Wie lange kann es dauern, bis Noël Martin das nun zugesprochene Geld bekommt?

Ein Jahr, zwei Jahre, das kann sich hinziehen. Wahrscheinlich muss das Oberlandesgericht in Brandenburg/Havel entscheiden, da der Haftpflichtversicherer wohl klagen wird.

Wie hat Noël Martin auf das Urteil reagiert?

Da war ein bißchen Genugtuung. Aber ich glaube, dass ihn die alltäglichen Probleme weit mehr beschäftigen. Man kann sich kaum vorstellen, was die Pflege kostet. Was er vom Land Brandenburg kriegt, reicht einfach nicht aus. Noël Martin muss sich für jede Kleinigkeit Hilfe kommen lassen.

Welche Beihilfen erhält Martin bislang?

Er bekommt Leistungen nach dem Opferentschädigungsgesetz, die zahlt das Land Brandenburg. Also Grundrente, Berufsausfall, Schäden, Pflegekosten. Letzteres ist der größte Batzen, zwischen 10 000 und 15 000 Mark im Monat. Insgesamt wird er seit dem Überfall zwischen 600 000 und 700 000 Mark bekommen haben.

Kürzlich ist Martins Freundin gestorben. Wie kommt er jetzt zurecht?

Schlecht. Die Lebensgefährtin war Kopf, Arme und Beine für ihn. Sie hatte damals sogar ihren Job aufgegeben, um ihn zu pflegen. Ich glaube, die aktuelle Situation von Noël Martin kann man nicht in Worte fassen.

Können andere Opfer rechtsextremer Gewalt nach dem aktuellen Urteil des Potsdamer Landgerichts auch auf größere Schmerzensgelder hoffen?

Einklagen kann man immer. Der Vorteil eines solchen Prozesses ist, dass man dann einen Titel hat, der dreißig Jahre gültig ist. Wennn die jungen Schläger irgendwann mal das Häuschen ihrer Eltern erben, kann man ihnen das einfach entziehen. Das werden wir in diesem Fall sicherlich auch tun. Das muss man auch, weil man nur so den Tätern deutlich machen kann, ihr könnt nicht Menschenleben zerstören, ohne dann tatsächlich auch euer Leben lang damit zu tun zu haben. Da ist es ist nicht mit ein paar Jahren Jugendstrafe getan.

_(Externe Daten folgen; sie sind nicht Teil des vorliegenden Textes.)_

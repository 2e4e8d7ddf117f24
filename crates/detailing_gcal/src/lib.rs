// --- File: crates/detailing_gcal/src/lib.rs ---
pub mod auth;
pub mod service;

pub use auth::{create_calendar_hub, CalendarAuthStrategy, HubType};
pub use service::{GcalServiceError, GoogleCalendarService};
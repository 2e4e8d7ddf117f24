// File: crates/services/detailing_backend/src/app.rs
use axum::{routing::get, Router};
use detailing_availability::{
    handlers::AvailabilityState, routes as availability_routes, AvailabilityService,
    AvailabilitySettings, BusinessHoursPolicy,
};
use detailing_booking::{routes as booking_routes, BookingState};
use detailing_config::AppConfig;
use http::{header, Method};
use std::sync::Arc;
use tower_http::cors::{Any, CorsLayer};
use tower_http::trace::TraceLayer;
use tracing::{info, warn};

use crate::service_factory::{DetailingServiceFactory, StartupError};

async fn health() -> &'static str {
    "Detailing booking API is running"
}

/// Routes under `/api`. Availability and booking need a calendar; without one only health is served.
pub fn api_router(
    config: &AppConfig,
    services: &DetailingServiceFactory,
) -> Result<Router, StartupError> {
    #[allow(unused_mut)] // for the features it needs to be mutable
    let mut router = Router::new();

    match &services.calendar {
        Some(calendar) => {
            let policy = BusinessHoursPolicy::from_config(&config.scheduling)?;
            let settings = AvailabilitySettings::from_config(config)?;
            let availability = Arc::new(AvailabilityService::new(
                calendar.clone(),
                services.estimator.clone(),
                services.cache.clone(),
                policy,
                settings,
            ));

            router = router
                .merge(availability_routes::routes(Arc::new(AvailabilityState {
                    service: availability.clone(),
                })))
                .merge(booking_routes(Arc::new(BookingState {
                    availability,
                    calendar: calendar.clone(),
                    payments: services.payments.clone(),
                    catalog: Arc::new(config.catalog.clone()),
                })));
            info!(
                "Availability and booking routes mounted (travel filter {}, checkout {})",
                if services.estimator.is_some() { "on" } else { "off" },
                if services.payments.is_some() { "on" } else { "off" }
            );
        }
        None => {
            warn!("No calendar service configured; availability and booking routes disabled.");
        }
    }

    Ok(router)
}

/// The full application: `/api` routes, optional Swagger UI, CORS and request tracing.
pub fn build_app(
    config: &AppConfig,
    services: &DetailingServiceFactory,
) -> Result<Router, StartupError> {
    let mut app = Router::new()
        .route("/", get(health))
        .nest("/api", api_router(config, services)?);

    // Conditionally add Swagger UI and JSON endpoint if openapi feature enabled
    #[cfg(feature = "openapi")]
    {
        use detailing_availability::doc::AvailabilityApiDoc;
        use detailing_booking::doc::BookingApiDoc;
        use utoipa::OpenApi;
        use utoipa_swagger_ui::SwaggerUi;

        #[derive(OpenApi)]
        #[openapi(
            info(
                title = "Detailing Booking API",
                version = "0.1.0",
                description = "Availability, catalog and booking endpoints for mobile car detailing",
                license(name = "MIT", url = "https://opensource.org/licenses/MIT")
            ),
            servers( (url = "/api", description = "Main API Prefix")),
        )]
        struct ApiDoc;

        let mut openapi_doc = ApiDoc::openapi();
        openapi_doc.merge(AvailabilityApiDoc::openapi());
        openapi_doc.merge(BookingApiDoc::openapi());
        info!("Adding Swagger UI at /api/docs");

        app = app.merge(SwaggerUi::new("/api/docs").url("/api/docs/openapi.json", openapi_doc));
    }

    let cors = CorsLayer::new()
        .allow_methods([Method::GET, Method::POST, Method::OPTIONS])
        .allow_headers([header::CONTENT_TYPE])
        .allow_origin(Any);

    Ok(app.layer(cors).layer(TraceLayer::new_for_http()))
}
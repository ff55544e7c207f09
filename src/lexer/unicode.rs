//! Character related utilities.

/// Byte constants significant to the scanners.
pub mod byte {
	/// Character tabulation
	pub const TAB: u8 = b'\t';
	/// Line feed
	pub const LF: u8 = 0xA;
	/// Carriage return
	pub const CR: u8 = 0xD;
	/// Space
	pub const SP: u8 = 0x20;
}

pub trait U8Ext {
	/// Whether this byte can appear in a plain identifier.
	fn is_identifier_continue(&self) -> bool;
}

impl U8Ext for u8 {
	fn is_identifier_continue(&self) -> bool {
		matches!(self, b'a'..=b'z' | b'A'..=b'Z' | b'0'..=b'9' | b'_')
	}
}
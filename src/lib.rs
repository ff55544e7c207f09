//! Lexical front-end for the SurrealQL LR parser.
//!
//! This crate classifies identifier-like spans as keyword terminals, resolves
//! spellings whose meaning depends on the parser position, and performs the
//! bounded lookahead which decides whether a `{` opens an object literal or a
//! block. It is consumed by a parser runtime through two narrow seams: the
//! [`ParseStack`] shift query and the [`Cursor`] peek query. Nothing in this
//! crate ever errors; every decision point has a defined decline outcome and
//! malformed input is reported downstream by the parser itself.
//!
//! ```
//! use surrealql_tokens::{classify, ParseStack, TokenKind};
//!
//! /// A parser state in which nothing is shiftable.
//! struct Stuck;
//!
//! impl ParseStack for Stuck {
//!     fn can_shift(&self, _: TokenKind) -> bool {
//!         false
//!     }
//! }
//!
//! // Unknown words are left to the parser's generic identifier terminal.
//! assert!(classify("certainly_not_a_keyword", &Stuck).is_none());
//! // Keywords match in any case.
//! assert_eq!(classify("select", &Stuck), classify("SELECT", &Stuck));
//! ```

use tracing::trace;
use unicase::UniCase;

pub mod lexer;
pub mod token;

pub use lexer::{object_open, skip_space, BytesReader, Cursor};
pub use token::{Span, Token, TokenKind};

use lexer::keywords;

/// The parser's view of its current LR state, borrowed by the classifier for
/// the duration of a single decision.
pub trait ParseStack {
	/// Returns whether the grammar permits shifting `kind` in the current
	/// state.
	fn can_shift(&self, kind: TokenKind) -> bool;
}

/// Classify an identifier-like span as a terminal symbol.
///
/// Spellings with a context-sensitive dual role are resolved first: their
/// candidate terminals are tried in order and the first one the parser can
/// shift wins. Everything else falls through to the flat keyword table.
/// `None` means the span matched no keyword and should be treated as the
/// parser's generic identifier terminal; unknown words are never an error.
///
/// Classification is ASCII case-insensitive and a pure function of the text
/// and the parser state.
pub fn classify(text: &str, stack: &impl ParseStack) -> Option<TokenKind> {
	let key = UniCase::ascii(text);

	if let Some(candidates) = keywords::CONTEXTUAL.get(&key) {
		for &kind in candidates.iter() {
			if stack.can_shift(kind) {
				trace!(%kind, "classified {text:?} by parser context");
				return Some(kind);
			}
		}
	}

	keywords::KEYWORDS.get(&key).copied()
}

/// Takes a string and returns if it could be a reserved keyword in certain
/// contexts.
pub fn could_be_reserved_keyword(s: &str) -> bool {
	keywords::could_be_reserved(s)
}
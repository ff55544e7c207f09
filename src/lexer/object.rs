//! The external scanner deciding whether a `{` opens an object literal or a
//! block.
//!
//! The grammar is ambiguous at `{`: `{ a: 1 }` is an object while `{ a; 1 }`
//! is a block. Instead of backtracking, a bounded lookahead scans at most one
//! key and a colon past the brace and tags the brace with a zero-width
//! [`TokenKind::ObjectOpen`] marker when object syntax is found.

use tracing::trace;

use super::unicode::{byte, U8Ext};
use super::Cursor;
use crate::token::{Span, Token, TokenKind};

/// Advance `off` past whitespace and line comments, returning the offset of
/// the next significant byte.
///
/// Whitespace is space, tab, line feed and carriage return. Line comments
/// open with `#`, `//` or `--` and run until end of line or end of input; a
/// lone `/` or `-` is not a comment. The scan makes a single forward pass
/// and never consumes input.
pub fn skip_space<C: Cursor>(cursor: &C, mut off: usize) -> usize {
	loop {
		let Some(next) = cursor.peek(off) else {
			return off;
		};
		match next {
			byte::SP | byte::TAB | byte::LF | byte::CR => off += 1,
			b'#' => off = eat_line_comment(cursor, off + 1),
			b'/' | b'-' if cursor.peek(off + 1) == Some(next) => {
				off = eat_line_comment(cursor, off + 2);
			}
			_ => return off,
		}
	}
}

/// Skip a line comment body, returning the offset of the terminating newline
/// or end of input. The newline itself is left for the caller to treat as
/// ordinary whitespace.
fn eat_line_comment<C: Cursor>(cursor: &C, mut off: usize) -> usize {
	while let Some(next) = cursor.peek(off) {
		if matches!(next, byte::LF | byte::CR) {
			break;
		}
		off += 1;
	}
	off
}

/// Scan a potential object key starting at `off`, returning the offset one
/// past its end.
///
/// A key is either a maximal run of identifier bytes or a quoted string.
/// Returns `None` when the byte at `off` cannot start a key. An unterminated
/// quoted key yields the end-of-input offset so that the colon check in the
/// caller fails instead of erroring.
fn skip_object_key<C: Cursor>(cursor: &C, mut off: usize) -> Option<usize> {
	match cursor.peek(off)? {
		x if x.is_identifier_continue() => {
			while cursor.peek(off).is_some_and(|x| x.is_identifier_continue()) {
				off += 1;
			}
			Some(off)
		}
		// `&` is accepted as a quote character alongside `"`; the previous
		// tokenizer matched byte 38 here and this grammar keeps the quirk.
		// A `'` quoted key is therefore NOT recognised.
		quote @ (b'"' | b'&') => {
			let mut escaped = false;
			loop {
				off += 1;
				let Some(next) = cursor.peek(off) else {
					return Some(off);
				};
				if next == quote && !escaped {
					return Some(off + 1);
				}
				escaped = next == b'\\';
			}
		}
		_ => None,
	}
}

/// The external scanner consulted when the parser sits on a candidate `{`.
///
/// Returns a [`TokenKind::ObjectOpen`] token of length 1 covering the brace
/// when the lookahead finds object-literal syntax, or `None` to decline and
/// leave block matching to the grammar. Declining is the only failure mode;
/// malformed input surfaces downstream as a parser syntax error.
pub fn object_open<C: Cursor>(cursor: &C) -> Option<Token> {
	if cursor.peek(0) != Some(b'{') {
		return None;
	}

	let off = skip_space(cursor, 1);
	match cursor.peek(off)? {
		// A second open brace is taken as a nested block, never an object,
		// even when the inner braces themselves would scan as an object.
		b'{' => None,
		// An empty object.
		b'}' => Some(accept(cursor)),
		_ => {
			let key = skip_object_key(cursor, off)?;
			let off = skip_space(cursor, key);
			(cursor.peek(off) == Some(b':')).then(|| accept(cursor))
		}
	}
}

fn accept<C: Cursor>(cursor: &C) -> Token {
	trace!(offset = cursor.offset(), "tagging brace as object open");
	Token {
		kind: TokenKind::ObjectOpen,
		span: Span {
			offset: cursor.offset() as u32,
			len: 1,
		},
	}
}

Haben die beiden Täter versucht, sich bei Noël Martin zu entschuldigen?

Nein. Das ist das Schlimme an der ganzen Geschichte: Offenbar hat die Strafe überhaupt nichts bewirkt. Noël Martin wäre sicherlich der letzte, der eine Kontaktaufnahme zurückweisen würde. Wir haben oft darüber geredet, und er hat auch gesagt, er würde gerne wissen, was bei den Tätern im Kopf vorgeht. Aber da ist nichts gekommen. Auch aus dem Umfeld hört man ja eher üble Geschichten. Diese Woche ist wieder in Mahlow ein Migrant angegriffen worden, jetzt war es ein Angolaner. Außerdem beklagt sich eine türkische Familie über permanenten Terror. Das zeigt, wie wenig der Prozess und die Strafen bewirkt haben. In Mahlow herrscht offenbar weiterhin ein so unangenehmes Klima, dass immer wieder rechte Gewalttaten zu befürchten sind.